April 16, 2012

Congregational Studies, Selection 13: Food part 3, or: Let me ramble about Foucault for a moment


From what theoretical perspective is a will-to-a-self-discipline-of-food best viewed? The theoretical underpinnings of Mary Douglas’s pioneering study of food in relation to religion and ritual, in which food events encode social order, have not gone unchallenged in other disciplines, yet her approach remains largely unchallenged within the discourse of “lived religion”; it is taken for granted that meals are “symbolic” acts and are thus able to be decoded according to some total system of symbols specific to a closed-off culture. But surely this approach will not suffice.

In attempting to find an explanation, I turn first to Michel Foucault, who touches on eating practices in his History of Sexuality. In a careful study of sexual politics in pre-Christian Greece, Foucault recognizes a preoccupation with the relationships between pleasure, health, life, and death that manifested itself in dietetic practices, or, “a matter of regimen aimed at regulating an activity that was recognized as being important for health.”[1]

In general, dietetics did not moderate pleasure in the spirit of any overarching moral judgment as to their “goodness” or “evilness”; instead, Foucault suggests that dietetics sought to “integrate it as fully as possible into the management of health and the life of the body” (p. 98). As such, dietetics was not exclusively or even mostly concerned with moderating sexual activity, but was an all-encompassing regimen for the moderation of food, drink, exercise, sleep, and so on. “Dietetics,” Foucault maintains, “was a strategic art in the sense that it ought to permit one to respond to circumstances in a reasonable, hence useful, manner” (p. 106). Such regimens, in other words, allowed the ancient Greeks to adapt to different situations by adjusting their behavior to fit both temporal and spatial circumstance.

Early regimens, Foucault notes with some surprise, were more concerned with food—“considered in terms of their peculiar qualities, and of the circumstances in which they were consumed” (p. 114)—than they were with sexual activity. This is in definite contrast to the portrait of early modern Europe that Foucault paints in the first volume of The History of Sexuality, in which bourgeois societies of the seventeenth century forward experience “a veritable discursive explosion” on the subject of sex, to the extent that sexuality, in contemporary society, becomes the primary means of self-identification.[2]

But if Foucault’s dietetic model is suggestive of a substantial epistemological shift toward sexuality as the basic means through which identity is self-discovered—or, as Deleuze puts it in his magisterial reading of Foucault, if a differential process has separated sexuality from the “alimentary” (or nutritive) concerns to become “the place in which the relation to oneself became enacted”[3]—where does this leave food?
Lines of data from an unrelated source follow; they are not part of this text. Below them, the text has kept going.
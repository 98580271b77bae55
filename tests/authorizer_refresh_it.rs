#![cfg(feature = "reqwest")]

mod common;

// std
use std::{sync::Arc, time::Duration as StdDuration};
// crates.io
use httpmock::prelude::*;
use time::Duration;
// self
use common::*;
use delegated_auth_bridge::{
	error::Error,
	flows::{ConsentReason, TokenGrant},
	store::{CredentialStore, MemoryStore},
};

#[tokio::test]
async fn live_credentials_are_served_without_network_calls() {
	let server = MockServer::start_async().await;
	let (authorizer, store) = build_authorizer(descriptor(&server));
	let alice = principal("alice");

	seed_credential(&store, &alice, "access-live", Some("refresh-live"), Duration::hours(1)).await;

	let token_endpoint = server
		.mock_async(|when, then| {
			when.method(POST).path("/oauth/token");
			then.status(500);
		})
		.await;

	for _ in 0..3 {
		let grant = authorizer.get_token(&alice, &service_id()).await.expect("get_token should succeed.");

		assert_eq!(grant.access_token().map(|token| token.secret.expose()), Some("access-live"));
	}

	token_endpoint.assert_calls_async(0).await;
}

#[tokio::test]
async fn expired_credentials_are_refreshed_and_versioned() {
	let server = MockServer::start_async().await;
	let (authorizer, store) = build_authorizer(descriptor(&server));
	let alice = principal("alice");
	let seeded =
		seed_credential(&store, &alice, "access-old", Some("refresh-old"), -Duration::minutes(1)).await;
	let token_endpoint = server
		.mock_async(|when, then| {
			when.method(POST)
				.path("/oauth/token")
				.body_includes("grant_type=refresh_token")
				.body_includes("refresh_token=refresh-old");
			then.status(200)
				.header("content-type", "application/json")
				.body(token_body("access-new", Some("refresh-new"), 1800));
		})
		.await;
	let grant = authorizer.get_token(&alice, &service_id()).await.expect("get_token should succeed.");

	assert_eq!(grant.access_token().map(|token| token.secret.expose()), Some("access-new"));

	let stored = store
		.fetch(&key(&alice))
		.await
		.expect("Store fetch should succeed.")
		.expect("Credential should remain stored.");

	assert_eq!(stored.version, seeded + 1);
	assert_eq!(stored.refresh_token.as_ref().map(|secret| secret.expose()), Some("refresh-new"));
	assert_eq!(authorizer.refresh_metrics.successes(), 1);

	token_endpoint.assert_calls_async(1).await;
}

#[tokio::test]
async fn concurrent_callers_share_one_refresh() {
	let server = MockServer::start_async().await;
	let (authorizer, store) = build_authorizer(descriptor(&server));
	let alice = principal("alice");

	seed_credential(&store, &alice, "access-stale", Some("refresh-stale"), -Duration::seconds(5))
		.await;

	let token_endpoint = server
		.mock_async(|when, then| {
			when.method(POST).path("/oauth/token");
			then.status(200)
				.header("content-type", "application/json")
				.body(token_body("access-singleflight", Some("refresh-singleflight"), 3600));
		})
		.await;
	let service = service_id();
	let (first, second) =
		tokio::join!(authorizer.get_token(&alice, &service), authorizer.get_token(&alice, &service));
	let first = first.expect("First caller should succeed.");
	let second = second.expect("Second caller should succeed.");

	assert_eq!(first.access_token().map(|token| token.secret.expose()), Some("access-singleflight"));
	assert_eq!(second.access_token().map(|token| token.secret.expose()), Some("access-singleflight"));

	token_endpoint.assert_calls_async(1).await;
}

#[tokio::test]
async fn rejected_refresh_token_falls_back_to_consent() {
	let server = MockServer::start_async().await;
	let (authorizer, store) = build_authorizer(descriptor(&server));
	let alice = principal("alice");

	seed_credential(&store, &alice, "access-revoked", Some("refresh-revoked"), -Duration::minutes(1))
		.await;

	let token_endpoint = server
		.mock_async(|when, then| {
			when.method(POST).path("/oauth/token");
			then.status(400)
				.header("content-type", "application/json")
				.body("{\"error\":\"invalid_grant\"}");
		})
		.await;
	let grant = authorizer.get_token(&alice, &service_id()).await.expect("get_token should succeed.");

	match grant {
		TokenGrant::ConsentRequired(request) => {
			assert_eq!(request.reason, ConsentReason::RefreshRejected);
			assert_eq!(request.service, service_id());
		},
		TokenGrant::Ready(token) => panic!("Expected consent, got {token:?}."),
	}

	assert_eq!(store.credential_count(), 0);
	assert_eq!(store.pending_count(), 1);
	assert_eq!(authorizer.refresh_metrics.failures(), 1);

	token_endpoint.assert_calls_async(1).await;
}

#[tokio::test]
async fn expired_credentials_without_refresh_tokens_need_consent() {
	let server = MockServer::start_async().await;
	let (authorizer, store) = build_authorizer(descriptor(&server));
	let alice = principal("alice");

	seed_credential(&store, &alice, "access-gone", None, -Duration::minutes(1)).await;

	let grant = authorizer.get_token(&alice, &service_id()).await.expect("get_token should succeed.");

	assert_eq!(grant.consent().map(|request| request.reason), Some(ConsentReason::Expired));
	assert_eq!(store.credential_count(), 0);
}

#[tokio::test]
async fn transient_failures_keep_a_still_live_token() {
	let server = MockServer::start_async().await;
	let (authorizer, store) = build_authorizer(descriptor(&server));
	let authorizer = authorizer.with_preemptive_window(Duration::seconds(1));
	let alice = principal("alice");

	seed_credential(&store, &alice, "access-soon", Some("refresh-soon"), Duration::milliseconds(900))
		.await;

	let token_endpoint = server
		.mock_async(|when, then| {
			when.method(POST).path("/oauth/token");
			then.status(503).header("content-type", "application/json").body(
				"{\"error\":\"temporarily_unavailable\"}",
			);
		})
		.await;
	let grant = authorizer.get_token(&alice, &service_id()).await.expect("get_token should succeed.");

	assert_eq!(grant.access_token().map(|token| token.secret.expose()), Some("access-soon"));
	assert_eq!(store.credential_count(), 1);

	token_endpoint.assert_calls_async(1).await;
}

#[tokio::test]
async fn explicit_refresh_without_a_credential_fails() {
	let server = MockServer::start_async().await;
	let (authorizer, _store) = build_authorizer(descriptor(&server));
	let err = authorizer
		.refresh(&principal("alice"), &service_id())
		.await
		.expect_err("Refreshing nothing should fail.");

	assert!(matches!(err, Error::RefreshFailed { .. }), "unexpected error: {err:?}");
}

#[tokio::test]
async fn explicit_refresh_rotates_a_live_credential() {
	let server = MockServer::start_async().await;
	let (authorizer, store) = build_authorizer(descriptor(&server));
	let alice = principal("alice");

	seed_credential(&store, &alice, "access-live", Some("refresh-live"), Duration::hours(1)).await;

	let token_endpoint = server
		.mock_async(|when, then| {
			when.method(POST).path("/oauth/token");
			then.status(200)
				.header("content-type", "application/json")
				.body(token_body("access-forced", None, 3600));
		})
		.await;
	let token = authorizer.refresh(&alice, &service_id()).await.expect("Refresh should succeed.");

	assert_eq!(token.secret.expose(), "access-forced");

	let stored = store
		.fetch(&key(&alice))
		.await
		.expect("Store fetch should succeed.")
		.expect("Credential should remain stored.");

	// No rotated refresh token in the response, so the old one is kept.
	assert_eq!(stored.refresh_token.as_ref().map(|secret| secret.expose()), Some("refresh-live"));

	token_endpoint.assert_calls_async(1).await;
}

#[tokio::test]
async fn revoke_forces_a_new_consent() {
	let server = MockServer::start_async().await;
	let (authorizer, store) = build_authorizer(descriptor(&server));
	let alice = principal("alice");

	seed_credential(&store, &alice, "access-live", Some("refresh-live"), Duration::hours(1)).await;

	assert!(authorizer.revoke(&alice, &service_id()).await.expect("Revoke should succeed."));
	assert!(!authorizer.revoke(&alice, &service_id()).await.expect("Revoke should succeed."));

	let grant = authorizer.get_token(&alice, &service_id()).await.expect("get_token should succeed.");

	assert_eq!(grant.consent().map(|request| request.reason), Some(ConsentReason::NoCredential));
}

#[tokio::test]
async fn losing_the_write_race_returns_the_winning_credential() {
	let slow_server = MockServer::start_async().await;
	let fast_server = MockServer::start_async().await;
	let store = Arc::new(MemoryStore::default());
	let slow = authorizer_over(store.clone(), descriptor(&slow_server));
	let fast = authorizer_over(store.clone(), descriptor(&fast_server));
	let alice = principal("alice");
	let seeded =
		seed_credential(&store, &alice, "access-old", Some("refresh-old"), -Duration::minutes(1)).await;

	slow_server
		.mock_async(|when, then| {
			when.method(POST).path("/oauth/token");
			then.status(200)
				.header("content-type", "application/json")
				.delay(StdDuration::from_millis(500))
				.body(token_body("access-slow", Some("refresh-slow"), 3600));
		})
		.await;
	fast_server
		.mock_async(|when, then| {
			when.method(POST).path("/oauth/token");
			then.status(200)
				.header("content-type", "application/json")
				.body(token_body("access-fast", Some("refresh-fast"), 3600));
		})
		.await;

	let service = service_id();
	let (from_slow, from_fast) =
		tokio::join!(slow.get_token(&alice, &service), fast.get_token(&alice, &service));

	assert_eq!(
		from_fast.expect("Fast caller should succeed.").access_token().map(|token| token.secret.expose()),
		Some("access-fast")
	);
	assert_eq!(
		from_slow.expect("Slow caller should succeed.").access_token().map(|token| token.secret.expose()),
		Some("access-fast")
	);

	let stored = store
		.fetch(&key(&alice))
		.await
		.expect("Store fetch should succeed.")
		.expect("Credential should remain stored.");

	assert_eq!(stored.version, seeded + 1);
	assert_eq!(stored.refresh_token.as_ref().map(|secret| secret.expose()), Some("refresh-fast"));
}

#[tokio::test]
async fn stale_rejection_defers_to_a_concurrent_refresh() {
	let slow_server = MockServer::start_async().await;
	let fast_server = MockServer::start_async().await;
	let store = Arc::new(MemoryStore::default());
	let rejected = authorizer_over(store.clone(), descriptor(&slow_server));
	let fast = authorizer_over(store.clone(), descriptor(&fast_server));
	let alice = principal("alice");

	seed_credential(&store, &alice, "access-old", Some("refresh-old"), -Duration::minutes(1)).await;
	slow_server
		.mock_async(|when, then| {
			when.method(POST).path("/oauth/token");
			then.status(400)
				.header("content-type", "application/json")
				.delay(StdDuration::from_millis(500))
				.body("{\"error\":\"invalid_grant\"}");
		})
		.await;
	fast_server
		.mock_async(|when, then| {
			when.method(POST).path("/oauth/token");
			then.status(200)
				.header("content-type", "application/json")
				.body(token_body("access-fast", Some("refresh-fast"), 3600));
		})
		.await;

	let service = service_id();
	let (from_rejected, from_fast) =
		tokio::join!(rejected.get_token(&alice, &service), fast.get_token(&alice, &service));

	assert_eq!(
		from_fast.expect("Fast caller should succeed.").access_token().map(|token| token.secret.expose()),
		Some("access-fast")
	);
	assert_eq!(
		from_rejected
			.expect("Rejected caller should succeed.")
			.access_token()
			.map(|token| token.secret.expose()),
		Some("access-fast")
	);
	assert_eq!(store.credential_count(), 1);
	assert_eq!(store.pending_count(), 0);
}

#[tokio::test]
async fn revoke_stays_local_even_with_a_revocation_endpoint() {
	let server = MockServer::start_async().await;
	let mut with_revocation = descriptor(&server);

	with_revocation.endpoints.revocation =
		Some(server.url("/oauth/revoke").parse().expect("Mock revocation endpoint should parse."));

	let (authorizer, store) = build_authorizer(with_revocation);
	let alice = principal("alice");
	let revocation = server
		.mock_async(|when, then| {
			when.path("/oauth/revoke");
			then.status(200);
		})
		.await;

	seed_credential(&store, &alice, "access-live", Some("refresh-live"), Duration::hours(1)).await;

	assert!(authorizer.revoke(&alice, &service_id()).await.expect("Revoke should succeed."));
	assert_eq!(store.credential_count(), 0);

	revocation.assert_calls_async(0).await;
}
// std
use std::sync::atomic::{AtomicU64, Ordering};

/// In-process refresh counters shared by every clone of an authorizer.
#[derive(Debug, Default)]
pub struct RefreshMetrics {
	attempts: AtomicU64,
	token_calls: AtomicU64,
	success: AtomicU64,
	failure: AtomicU64,
}
impl RefreshMetrics {
	/// Refreshes started, including ones satisfied by a concurrent writer.
	pub fn attempts(&self) -> u64 {
		self.attempts.load(Ordering::Relaxed)
	}

	/// Refresh grants actually sent to a token endpoint.
	pub fn token_calls(&self) -> u64 {
		self.token_calls.load(Ordering::Relaxed)
	}

	/// Refreshes that produced a usable credential.
	pub fn successes(&self) -> u64 {
		self.success.load(Ordering::Relaxed)
	}

	/// Refreshes that returned an error.
	pub fn failures(&self) -> u64 {
		self.failure.load(Ordering::Relaxed)
	}

	pub(crate) fn record_attempt(&self) {
		self.attempts.fetch_add(1, Ordering::Relaxed);
	}

	pub(crate) fn record_token_call(&self) {
		self.token_calls.fetch_add(1, Ordering::Relaxed);
	}

	pub(crate) fn record_success(&self) {
		self.success.fetch_add(1, Ordering::Relaxed);
	}

	pub(crate) fn record_failure(&self) {
		self.failure.fetch_add(1, Ordering::Relaxed);
	}
}
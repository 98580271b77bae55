//! Sources of the issuer's JSON Web Key Set.

// crates.io
use jsonwebtoken::jwk::JwkSet;
// self
use crate::_prelude::*;
#[cfg(feature = "reqwest")]
use crate::{
	error::{TransientError, TransportError},
	http,
};

/// Boxed future returned by [`KeySetSource::fetch`].
pub type KeySetFuture<'a> = Pin<Box<dyn Future<Output = Result<JwkSet>> + 'a + Send>>;

/// Supplies the signing keys the verifier trusts.
///
/// Fetches should always go to the origin; the verifier does its own caching.
pub trait KeySetSource
where
	Self: Send + Sync,
{
	/// Loads the current key set.
	fn fetch(&self) -> KeySetFuture<'_>;
}

/// Fixed key set, for tests and deployments that pin keys in configuration.
#[derive(Clone, Debug)]
pub struct StaticKeySet(pub JwkSet);
impl KeySetSource for StaticKeySet {
	fn fetch(&self) -> KeySetFuture<'_> {
		let keys = self.0.clone();

		Box::pin(async move { Ok(keys) })
	}
}

#[cfg(feature = "reqwest")]
#[derive(Deserialize)]
struct DiscoveryDocument {
	jwks_uri: Url,
}

/// Key source backed by an OIDC discovery document (`.well-known/openid-configuration`).
///
/// The `jwks_uri` is resolved once and remembered.
#[cfg(feature = "reqwest")]
#[derive(Debug)]
pub struct DiscoveryKeySource {
	http: ReqwestClient,
	discovery_url: Url,
	jwks_uri: RwLock<Option<Url>>,
}
#[cfg(feature = "reqwest")]
impl DiscoveryKeySource {
	/// Creates a source that reads `jwks_uri` from `discovery_url`.
	pub fn new(http: ReqwestClient, discovery_url: Url) -> Self {
		Self { http, discovery_url, jwks_uri: RwLock::new(None) }
	}

	/// Creates a source that skips discovery and reads `jwks_uri` directly.
	pub fn with_jwks_uri(http: ReqwestClient, jwks_uri: Url) -> Self {
		Self { http, discovery_url: jwks_uri.clone(), jwks_uri: RwLock::new(Some(jwks_uri)) }
	}

	async fn jwks_uri(&self) -> Result<Url> {
		let cached = self.jwks_uri.read().clone();

		if let Some(uri) = cached {
			return Ok(uri);
		}

		#[cfg(feature = "tracing")]
		tracing::info!(url = %self.discovery_url, "fetching OIDC discovery document");

		let document: DiscoveryDocument =
			get_json(&self.http, &self.discovery_url, "Discovery endpoint").await?;

		*self.jwks_uri.write() = Some(document.jwks_uri.clone());

		Ok(document.jwks_uri)
	}
}
#[cfg(feature = "reqwest")]
impl KeySetSource for DiscoveryKeySource {
	fn fetch(&self) -> KeySetFuture<'_> {
		Box::pin(async move {
			let uri = self.jwks_uri().await?;

			#[cfg(feature = "tracing")]
			tracing::info!(jwks_uri = %uri, "fetching JWKS keys");

			get_json(&self.http, &uri, "JWKS endpoint").await
		})
	}
}

#[cfg(feature = "reqwest")]
async fn get_json<T>(http: &ReqwestClient, url: &Url, endpoint: &'static str) -> Result<T>
where
	T: for<'de> Deserialize<'de>,
{
	let response = http.get(url.clone()).send().await.map_err(TransportError::from)?;
	let status = response.status();

	if !status.is_success() {
		return Err(TransientError::Upstream {
			endpoint,
			message: format!("HTTP {status}"),
			status: Some(status.as_u16()),
			retry_after: http::parse_retry_after(response.headers()),
		}
		.into());
	}

	let body = response.bytes().await.map_err(TransportError::from)?;
	let mut deserializer = serde_json::Deserializer::from_slice(&body);

	serde_path_to_error::deserialize(&mut deserializer).map_err(|source| {
		TransientError::ResponseParse { endpoint, source, status: Some(status.as_u16()) }.into()
	})
}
Since Foucault’s project is to trace the history of sexuality, he is only interested in food inasmuch as it intersects with sex and turns away from food in the second volume and only goes on to briefly reference diet in the third volume of The History. His dietetics of food thus remains more suggestive than explanatory.

NOTES

[1]
Michel Foucault, The History of Sexuality, Vol. 2: The Use of Pleasure, trans. Robert Hurley (New York: Vintage, 1990 [1984]), 97-98. Hereafter, page numbers from this volume will be referenced parenthetically.

[2]
Michel Foucault, The History of Sexuality, Vol. 1: An Introduction, trans. Robert Hurley (New York: Pantheon, 1978 [1976]), 17.

[3]
Gilles Deleuze, Foucault, trans. Sean Hand (Minneapolis: University of Minnesota Press, 1988), 102.